_PROBLEM STATEMENT_
Copy each line containing the word "DateTime" from the records that follow, please.
....
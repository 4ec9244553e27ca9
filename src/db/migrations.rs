use chrono::{DateTime, Utc};
use rusqlite::{Connection, Row};
use tracing::{info, warn};

use crate::error::AppResult;

const USER_VERSION: i32 = 4;

#[derive(Debug)]
pub struct MigrationInfo {
    pub version: i32,
    pub description: String,
    pub applied_at: DateTime<Utc>,
}

pub fn run(conn: &Connection) -> AppResult<()> {
    conn.execute_batch(
        r#"
        CREATE TABLE IF NOT EXISTS migration_history (
            version INTEGER PRIMARY KEY,
            description TEXT NOT NULL,
            applied_at TEXT NOT NULL,
            rollback_sql TEXT
        );
        "#,
    )?;

    let mut current_version: i32 = conn.query_row("PRAGMA user_version", [], |row| row.get(0))?;

    if current_version < 1 {
        info!(target: "app::db", version = current_version, "running migration v1");
        migrate_to_v1(conn)?;
        current_version = 1;
        set_user_version(conn, current_version)?;
        record_migration(conn, 1, "Add study plans", Some("DROP TABLE IF EXISTS study_plans;"))?;
    }

    if current_version < 2 {
        info!(target: "app::db", version = current_version, "running migration v2");
        migrate_to_v2(conn)?;
        current_version = 2;
        set_user_version(conn, current_version)?;
        record_migration(conn, 2, "Add plan change log", Some("DROP TABLE IF EXISTS plan_changes;"))?;
    }

    if current_version < 3 {
        info!(target: "app::db", version = current_version, "running migration v3");
        migrate_to_v3(conn)?;
        current_version = 3;
        set_user_version(conn, current_version)?;
        record_migration(
            conn,
            3,
            "Add buddy configs and planner badges",
            Some(
                r#"
                DROP TABLE IF EXISTS planner_badges;
                DROP TABLE IF EXISTS buddy_configs;
                "#,
            ),
        )?;
    }

    if current_version < 4 {
        info!(target: "app::db", version = current_version, "running migration v4");
        migrate_to_v4(conn)?;
        current_version = 4;
        set_user_version(conn, current_version)?;
        // SQLite cannot drop columns portably; the summary columns are left in place.
        record_migration(conn, 4, "Add plan summary columns", None)?;
    }

    if current_version != USER_VERSION {
        set_user_version(conn, USER_VERSION)?;
    }

    Ok(())
}

fn set_user_version(conn: &Connection, version: i32) -> AppResult<()> {
    conn.execute_batch(&format!("PRAGMA user_version = {version};"))?;
    Ok(())
}

fn record_migration(
    conn: &Connection,
    version: i32,
    description: &str,
    rollback_sql: Option<&str>,
) -> AppResult<()> {
    let now = Utc::now().to_rfc3339();
    conn.execute(
        "INSERT OR REPLACE INTO migration_history (version, description, applied_at, rollback_sql) VALUES (?1, ?2, ?3, ?4)",
        (version, description, now, rollback_sql),
    )?;
    Ok(())
}

/// Runs recorded rollback scripts newest-first down to `target_version`.
pub fn rollback_to_version(conn: &Connection, target_version: i32) -> AppResult<()> {
    let current_version: i32 = conn.query_row("PRAGMA user_version", [], |row| row.get(0))?;

    if target_version >= current_version {
        warn!(
            target: "app::db",
            target_version,
            current_version,
            "rollback target is not below current version"
        );
        return Ok(());
    }

    let mut stmt = conn.prepare(
        "SELECT version, rollback_sql FROM migration_history WHERE version > ?1 ORDER BY version DESC",
    )?;
    let scripts = stmt
        .query_map([target_version], |row| {
            Ok((row.get::<_, i32>(0)?, row.get::<_, Option<String>>(1)?))
        })?
        .collect::<Result<Vec<_>, _>>()?;

    for (version, rollback_sql) in scripts {
        match rollback_sql {
            Some(sql) => {
                info!(target: "app::db", version, "rolling back migration");
                conn.execute_batch(&sql)?;
            }
            None => warn!(target: "app::db", version, "no rollback script for migration"),
        }
    }

    set_user_version(conn, target_version)?;
    conn.execute("DELETE FROM migration_history WHERE version > ?1", [target_version])?;

    Ok(())
}

pub fn get_migration_history(conn: &Connection) -> AppResult<Vec<MigrationInfo>> {
    let mut stmt = conn
        .prepare("SELECT version, description, applied_at FROM migration_history ORDER BY version")?;

    let rows = stmt.query_map([], |row| {
        let applied_at_str: String = row.get(2)?;
        let applied_at = DateTime::parse_from_rfc3339(&applied_at_str)
            .map_err(|err| {
                rusqlite::Error::FromSqlConversionFailure(
                    2,
                    rusqlite::types::Type::Text,
                    Box::new(err),
                )
            })?
            .with_timezone(&Utc);

        Ok(MigrationInfo {
            version: row.get(0)?,
            description: row.get(1)?,
            applied_at,
        })
    })?;

    Ok(rows.collect::<Result<Vec<_>, _>>()?)
}

fn migrate_to_v1(conn: &Connection) -> AppResult<()> {
    // One active plan per user; the full plan is stored as a JSON document.
    conn.execute_batch(
        r#"
        CREATE TABLE IF NOT EXISTS study_plans (
            user_id TEXT PRIMARY KEY,
            plan_id TEXT NOT NULL,
            payload TEXT NOT NULL,
            version INTEGER NOT NULL DEFAULT 1,
            updated_at TEXT NOT NULL
        );
        CREATE UNIQUE INDEX IF NOT EXISTS idx_study_plans_plan_id
            ON study_plans(plan_id);
        "#,
    )?;
    Ok(())
}

fn migrate_to_v2(conn: &Connection) -> AppResult<()> {
    conn.execute_batch(
        r#"
        CREATE TABLE IF NOT EXISTS plan_changes (
            id TEXT PRIMARY KEY,
            user_id TEXT NOT NULL,
            plan_id TEXT NOT NULL,
            kind TEXT NOT NULL,
            session_ids TEXT NOT NULL DEFAULT '[]',
            reason TEXT,
            recorded_at TEXT NOT NULL
        );
        CREATE INDEX IF NOT EXISTS idx_plan_changes_user_recorded
            ON plan_changes(user_id, recorded_at DESC);
        "#,
    )?;
    Ok(())
}

fn migrate_to_v3(conn: &Connection) -> AppResult<()> {
    conn.execute_batch(
        r#"
        CREATE TABLE IF NOT EXISTS buddy_configs (
            user_id TEXT PRIMARY KEY,
            buddy_name TEXT NOT NULL,
            buddy_contact TEXT NOT NULL,
            is_active INTEGER NOT NULL DEFAULT 1,
            alert_frequency TEXT NOT NULL,
            last_notification_sent TEXT,
            notifications_sent INTEGER NOT NULL DEFAULT 0
        );

        CREATE TABLE IF NOT EXISTS planner_badges (
            user_id TEXT NOT NULL,
            badge_id TEXT NOT NULL,
            payload TEXT NOT NULL,
            is_earned INTEGER NOT NULL DEFAULT 0,
            earned_at TEXT,
            PRIMARY KEY (user_id, badge_id)
        );
        "#,
    )?;
    Ok(())
}

fn migrate_to_v4(conn: &Connection) -> AppResult<()> {
    ensure_column(conn, "study_plans", "progress_percentage", "REAL NOT NULL DEFAULT 0")?;
    ensure_column(conn, "study_plans", "session_count", "INTEGER NOT NULL DEFAULT 0")?;
    Ok(())
}

fn ensure_column(conn: &Connection, table: &str, column: &str, definition: &str) -> AppResult<()> {
    if !column_exists(conn, table, column)? {
        let sql = format!("ALTER TABLE {table} ADD COLUMN {column} {definition};");
        conn.execute(&sql, [])?;
    }
    Ok(())
}

pub(crate) fn column_exists(conn: &Connection, table: &str, column: &str) -> AppResult<bool> {
    let pragma = format!("PRAGMA table_info({table})");
    let mut stmt = conn.prepare(&pragma)?;
    let mut rows = stmt.query([])?;

    while let Some(row) = rows.next()? {
        if equals_name(row, column)? {
            return Ok(true);
        }
    }

    Ok(false)
}

fn equals_name(row: &Row<'_>, column: &str) -> Result<bool, rusqlite::Error> {
    let name: String = row.get(1)?;
    Ok(name.eq_ignore_ascii_case(column))
}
....
_COMPLETED EXERCISE_
use chrono::{DateTime, Utc};
    pub applied_at: DateTime<Utc>,
        let applied_at = DateTime::parse_from_rfc3339(&applied_at_str)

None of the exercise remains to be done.